Books

Honest Review: Pimps, Hos, Playa Hatas, and All the Rest of My Hollywood Friends by John Leguizamo

Rating:

Rating: 3 out of 5.

Review:

Celebrity memoirs are a guilty pleasure. They usually offer zero substance or insight into someone’s mind outside of their need for attention and gratification. John Leguizamo’s Pimps, Hos, Playa Hatas, and All the Rest of My Hollywood Friends was no different. Although, I won’t lie; the $2.99 price tag* for the Kindle edition influenced my decision to purchase (and read) the book. I may have gone my entire life without reading it otherwise.

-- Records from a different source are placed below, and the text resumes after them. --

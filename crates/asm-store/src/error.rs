//! Errores de los stores.

use std::path::PathBuf;

use thiserror::Error;

#[derive(Debug, Error)]
pub enum StoreError {
    #[error("could not open {path}: {source}")]
    Open { path: PathBuf, source: std::io::Error },
    #[error("corrupt store {path}: {reason}")]
    Corrupt { path: PathBuf, reason: String },
    #[error("write slot {slot} out of range (store has {slots})")]
    InvalidSlot { slot: usize, slots: usize },
    #[error("key {0} written more than once")]
    DuplicateKey(String),
    #[error("write slot {0} poisoned by a panicking writer")]
    Poisoned(usize),
    #[error("io: {0}")]
    Io(#[from] std::io::Error),
}
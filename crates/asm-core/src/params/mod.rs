//! Parámetros: registro, compilación a cadenas por etapa y configuración
//! de workflows.

pub mod catalogue;
pub mod descriptor;
pub mod registry;
pub mod value;
pub mod workflow;

pub use catalogue::{ids, lists};
pub use descriptor::{ParamCategory, ParamId, ParameterDescriptor};
pub use registry::ParameterRegistry;
pub use value::{MultiParam, ParamKind, ParamValue, Setting};
pub use workflow::WorkflowConfiguration;
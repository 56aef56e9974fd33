//! asm-workflow: clasificación de entradas, scripts de pipeline, lanzador
//! y el workflow `easy-hybrid-assemble`.

pub mod classify;
pub mod error;
pub mod hybrid;
pub mod launcher;
pub mod scripts;

pub use classify::{classify_inputs, InputMode};
pub use error::{LaunchError, ScriptError, WorkflowError};
pub use hybrid::{easy_hybrid_assemble, prepare, PreparedRun, ASSEMBLY_MODULE};
pub use launcher::{launch, materialize, ExecutionEnv};
pub use scripts::{script_source, EmbeddedScripts, PipelineScript, ScriptDirectory, ScriptSource, EASY_HYBRID_ASSEMBLER_SCRIPT};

And maybe it would have been better had I not read it. Not that it was a terrible book; it did have several hilarious moments and the writing oozes with John Leguizamo’s wit and humor. You can almost hear his voice as you read each chapter. And it was a joy to read something not written by a white shock rocker, a white porn star, or a white actor**. He does give you some insight in his early life, and that of his parents. A lot of which feels familiar, like something playing out of my own childhood or the family of a close friend.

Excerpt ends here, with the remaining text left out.